Thursday, August 23, 2018
6:00–8:00 PM
This workshop empowers marginalized communities to imagine their bodies in the world they want to see. We will learn about how art, murals and poetry have been the lifeblood for changing the world and shifting mental health: from migrant justice movements to prison abolition to supporting survivors of sexual assault, and to queer and trans resilience and liberation. Participants will write poetry that can empower new forms of care and healing in themselves and their own communities.
Artist and Poet, Jess X. Snow will present on her animation and mural work and share her own
spoken word poetry before leading into an intimate and meditative workshop where participants are invited to re-imagine their younger selves as a planet and write a poem from the perspective of that planet. We will learn how a poem, once written, can be shared in a room, on a public wall, online, or on a stage, and have the power to shift perspectives, unite communities and then open a portal into a future that we dream of living in.
Meet the Artist
Jess X. Snow is a queer Asian-Canadian public artist, filmmaker, and pushcart-nominated poet.

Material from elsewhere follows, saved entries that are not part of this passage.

//! # Cache Invalidation Bus
//!
//! Catalog changes arrive as `{topic, key}` events on an in-process
//! broadcast channel. A bridge from the message broker (or the
//! `POST /invalidations` endpoint) publishes; one listener task per
//! catalog applies them.
//!
//! A lagged receiver has lost events it cannot name, so it flushes every
//! family it serves. A closed channel does the same before the listener
//! exits.

use crate::cache::Family;
use crate::catalog::Catalog;
use serde::{Deserialize, Serialize};
use std::sync::Arc;
use tokio::sync::broadcast;
use tokio::task::JoinHandle;

/// Buffered events per subscriber before it lags.
const BUS_CAPACITY: usize = 1024;

/// One change notification from the catalog owners.
#[derive(Debug, Clone, PartialEq, Eq, Serialize, Deserialize)]
pub struct InvalidationEvent {
    pub topic: String,
    /// The changed entity. `None` invalidates the whole topic.
    #[serde(default, skip_serializing_if = "Option::is_none")]
    pub key: Option<String>,
}

impl InvalidationEvent {
    pub fn new(topic: impl Into<String>, key: Option<String>) -> Self {
        Self {
            topic: topic.into(),
            key,
        }
    }

    /// Cache families touched by this event. Unknown topics touch nothing.
    #[must_use]
    pub fn families(&self) -> Vec<Family> {
        families_for_topic(&self.topic)
    }
}

/// Map a bus topic to the cache families it invalidates.
#[must_use]
pub fn families_for_topic(topic: &str) -> Vec<Family> {
    match topic {
        "device-types" => vec![Family::DeviceTypes],
        "aspects" => vec![Family::Aspects],
        "functions" | "concepts" | "characteristics" => vec![Family::Functions, Family::Concepts],
        "devices" => vec![Family::Devices],
        "device-groups" => vec![Family::DeviceGroups],
        "import-types" => vec![Family::ImportTypes, Family::Imports],
        "permissions" => vec![Family::Permissions],
        _ => Vec::new(),
    }
}

// =============================================================================
// BUS
// =============================================================================

/// Publisher side of the invalidation stream.
#[derive(Clone)]
pub struct InvalidationBus {
    sender: broadcast::Sender<InvalidationEvent>,
}

impl Default for InvalidationBus {
    fn default() -> Self {
        Self::new()
    }
}

impl InvalidationBus {
    #[must_use]
    pub fn new() -> Self {
        let (sender, _) = broadcast::channel(BUS_CAPACITY);
        Self { sender }
    }

    /// Publish an event. Returns the number of listeners reached.
    pub fn publish(&self, event: InvalidationEvent) -> usize {
        tracing::debug!(
            event = "invalidation_published",
            topic = %event.topic,
            key = event.key.as_deref().unwrap_or("*"),
            "Invalidation published"
        );
        self.sender.send(event).unwrap_or(0)
    }

    #[must_use]
    pub fn subscribe(&self) -> broadcast::Receiver<InvalidationEvent> {
        self.sender.subscribe()
    }
}

// =============================================================================
// LISTENER
// =============================================================================

/// Apply events from `rx` to `catalog` until the channel closes.
pub fn spawn_listener(
    catalog: Arc<Catalog>,
    mut rx: broadcast::Receiver<InvalidationEvent>,
) -> JoinHandle<()> {
    tokio::spawn(async move {
        loop {
            match rx.recv().await {
                Ok(event) => catalog.apply_invalidation(&event),
                Err(broadcast::error::RecvError::Lagged(n)) => {
                    tracing::warn!(
                        event = "invalidation_lagged",
                        missed = n,
                        "Invalidation stream lagged, flushing all families"
                    );
                    catalog.flush_all();
                }
                Err(broadcast::error::RecvError::Closed) => {
                    tracing::warn!(
                        event = "invalidation_closed",
                        "Invalidation stream closed, flushing all families"
                    );
                    catalog.flush_all();
                    break;
                }
            }
        }
    })
}

// =============================================================================
// TESTS
// =============================================================================

#[cfg(test)]
mod tests {
    use super::*;

    #[test]
    fn topics_map_to_families() {
        assert_eq!(families_for_topic("device-types"), vec![Family::DeviceTypes]);
        assert_eq!(
            families_for_topic("characteristics"),
            vec![Family::Functions, Family::Concepts]
        );
        assert_eq!(
            families_for_topic("import-types"),
            vec![Family::ImportTypes, Family::Imports]
        );
        assert!(families_for_topic("hubs").is_empty());
    }

    #[test]
    fn event_key_is_optional_on_the_wire() {
        let event: InvalidationEvent =
            serde_json::from_str(r#"{"topic":"aspects"}"#).expect("decode");
        assert_eq!(event, InvalidationEvent::new("aspects", None));
        assert_eq!(
            serde_json::to_string(&event).expect("encode"),
            r#"{"topic":"aspects"}"#
        );
    }

    #[test]
    fn publish_without_listeners_reaches_nobody() {
        let bus = InvalidationBus::new();
        assert_eq!(bus.publish(InvalidationEvent::new("devices", None)), 0);
        let _rx = bus.subscribe();
        assert_eq!(bus.publish(InvalidationEvent::new("devices", None)), 1);
    }
}
//! Selection results.

use super::{AspectNode, Device, DeviceGroup, Import, ImportType, Service};
use crate::interaction::Interaction;
use serde::{Deserialize, Serialize};
use std::collections::BTreeMap;

/// A scalar input the caller should set to make a measurement well-defined.
#[derive(Debug, Clone, PartialEq, Serialize, Deserialize, Default)]
pub struct Configurable {
    pub path: String,
    #[serde(default)]
    pub characteristic_id: String,
    #[serde(default)]
    pub aspect_node: AspectNode,
    #[serde(default)]
    pub function_id: String,
    pub value: serde_json::Value,
    #[serde(rename = "type", default)]
    pub value_type: String,
}

/// One matching variable inside a service, addressed by its dotted path.
#[derive(Debug, Clone, PartialEq, Serialize, Deserialize)]
pub struct PathOption {
    pub path: String,
    #[serde(default)]
    pub characteristic_id: String,
    #[serde(default)]
    pub aspect_node: AspectNode,
    pub function_id: String,
    pub interaction: Interaction,
    #[serde(default)]
    pub is_void: bool,
    #[serde(default, skip_serializing_if = "Vec::is_empty")]
    pub configurables: Vec<Configurable>,
}

/// The unit returned by a selection: exactly one of device, group or import.
#[derive(Debug, Clone, PartialEq, Serialize, Deserialize)]
#[serde(tag = "kind", rename_all = "snake_case")]
pub enum Selectable {
    Device {
        device: Device,
        services: Vec<Service>,
        service_path_options: BTreeMap<String, Vec<PathOption>>,
    },
    DeviceGroup {
        device_group: DeviceGroup,
    },
    Import {
        import: Import,
        import_type: ImportType,
        service_path_options: BTreeMap<String, Vec<PathOption>>,
    },
}

/// Identity used to deduplicate selectables.
#[derive(Debug, Clone, PartialEq, Eq, PartialOrd, Ord, Hash)]
pub enum SelectableKey {
    Device {
        device_id: String,
        service_ids: Vec<String>,
    },
    DeviceGroup(String),
    Import(String),
}

impl Selectable {
    /// Name used to order results.
    #[must_use]
    pub fn display_name(&self) -> &str {
        match self {
            Self::Device { device, .. } => &device.name,
            Self::DeviceGroup { device_group } => &device_group.name,
            Self::Import { import, .. } => &import.name,
        }
    }

    /// Id of the device, group or import.
    #[must_use]
    pub fn id(&self) -> &str {
        match self {
            Self::Device { device, .. } => &device.id,
            Self::DeviceGroup { device_group } => &device_group.id,
            Self::Import { import, .. } => &import.id,
        }
    }

    #[must_use]
    pub fn key(&self) -> SelectableKey {
        match self {
            Self::Device {
                device, services, ..
            } => {
                let mut service_ids: Vec<String> = services.iter().map(|s| s.id.clone()).collect();
                service_ids.sort();
                SelectableKey::Device {
                    device_id: device.id.clone(),
                    service_ids,
                }
            }
            Self::DeviceGroup { device_group } => SelectableKey::DeviceGroup(device_group.id.clone()),
            Self::Import { import, .. } => SelectableKey::Import(import.id.clone()),
        }
    }

    /// Path options of the device or import; empty for groups.
    #[must_use]
    pub fn service_path_options(&self) -> Option<&BTreeMap<String, Vec<PathOption>>> {
        match self {
            Self::Device {
                service_path_options,
                ..
            }
            | Self::Import {
                service_path_options,
                ..
            } => Some(service_path_options),
            Self::DeviceGroup { .. } => None,
        }
    }
}

#[cfg(test)]
mod tests {
    use super::*;

    #[test]
    fn selectable_serializes_with_kind_tag() {
        let s = Selectable::DeviceGroup {
            device_group: DeviceGroup {
                id: "g1".into(),
                name: "Group".into(),
                ..DeviceGroup::default()
            },
        };
        let json = serde_json::to_value(&s).expect("serialize");
        assert_eq!(json["kind"], "device_group");
        assert_eq!(json["device_group"]["id"], "g1");
        assert!(json.get("device").is_none());
        assert!(json.get("import").is_none());
    }

    #[test]
    fn key_ignores_service_order() {
        let device = Device {
            id: "d".into(),
            name: "D".into(),
            device_type_id: "dt".into(),
            ..Device::default()
        };
        let service = |id: &str| Service {
            id: id.into(),
            local_id: String::new(),
            name: String::new(),
            interaction: Interaction::Request,
            protocol_id: String::new(),
            service_group_key: String::new(),
            inputs: vec![],
            outputs: vec![],
        };
        let a = Selectable::Device {
            device: device.clone(),
            services: vec![service("s1"), service("s2")],
            service_path_options: BTreeMap::new(),
        };
        let b = Selectable::Device {
            device,
            services: vec![service("s2"), service("s1")],
            service_path_options: BTreeMap::new(),
        };
        assert_eq!(a.key(), b.key());
    }
}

The Tribeca Film Institute, Adobe, and the Smithsonian Asian Pacific Center have supported her
film work. Her public art and political graphics have appeared on PBS Newshour, The LA Times,
the UN Human Rights Conference, NBC Asian America and outdoor walls across the country. She has illustrated children's books and cover art for Macmillan USA, Yale University Press, YesYesBooks, Black Girl Dangerous Press among others, and her work is in the permanent collection of the Library of Congress and the New-York Historical Society’s Center for Women’s History. Her first chapbook of poetry is forthcoming.
Meet the Curator
Katie Fuller was an educator for eleven years before curating her first show, Race and Revolution: Exploring Human Injustices through Art, in the summer/fall of 2016. She uses curated art shows as a means of confronting and educating the public on historical trauma and systemic racism. Last summer she co-curated Race and Revolution: Still Separate – Still Unequal with Larry Ossei Mensah, an exhibition about contemporary school segregation. The show just closed at its third location and will continue to travel from Autumn 2018 - 2019. Still Separate – Still Unequal was chosen as a “Best of Brooklyn 2017” by Hyperallergic magazine. As a street art initiative, Unbroken by Bars was voted top ten Philadelphia street art projects by Streets Dept in 2017 and it just closed at the Gutman Library Gallery at the Harvard Graduate School of Education. In addition, her shows and public programs have been reviewed by Vice, ArtForum, Artsy, Daily Kos, Art Fuse, and LA Weekly.